_About this exercise:_ Look through the lines below and extract any with the word "const".

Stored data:
:::::
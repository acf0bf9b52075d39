//! RGBA color attached to triangles and emitted vertices.

/// Linear RGBA color, one `f32` per channel.
#[derive(Debug, Clone, Copy, PartialEq)]
pub struct Color {
    pub r: f32,
    pub g: f32,
    pub b: f32,
    pub a: f32,
}

impl Default for Color {
    fn default() -> Self {
        Self::WHITE
    }
}

impl Color {
    pub const WHITE: Color = Color::rgba(1.0, 1.0, 1.0, 1.0);
    pub const BLACK: Color = Color::rgba(0.0, 0.0, 0.0, 1.0);

    pub const fn rgba(r: f32, g: f32, b: f32, a: f32) -> Self {
        Self { r, g, b, a }
    }

    pub const fn rgb(r: f32, g: f32, b: f32) -> Self {
        Self::rgba(r, g, b, 1.0)
    }

    /// Unpack a `0xRRGGBBAA` word.
    pub fn from_rgba8(packed: u32) -> Self {
        let channel = |shift: u32| ((packed >> shift) & 0xff) as f32 / 255.0;
        Self::rgba(channel(24), channel(16), channel(8), channel(0))
    }

    pub const fn to_array(self) -> [f32; 4] {
        [self.r, self.g, self.b, self.a]
    }
}

impl From<[f32; 4]> for Color {
    fn from([r, g, b, a]: [f32; 4]) -> Self {
        Self::rgba(r, g, b, a)
    }
}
:::::
_Result below:_
    pub const WHITE: Color = Color::rgba(1.0, 1.0, 1.0, 1.0);
    pub const BLACK: Color = Color::rgba(0.0, 0.0, 0.0, 1.0);
    pub const fn rgba(r: f32, g: f32, b: f32, a: f32) -> Self {
    pub const fn rgb(r: f32, g: f32, b: f32) -> Self {
    pub const fn to_array(self) -> [f32; 4] {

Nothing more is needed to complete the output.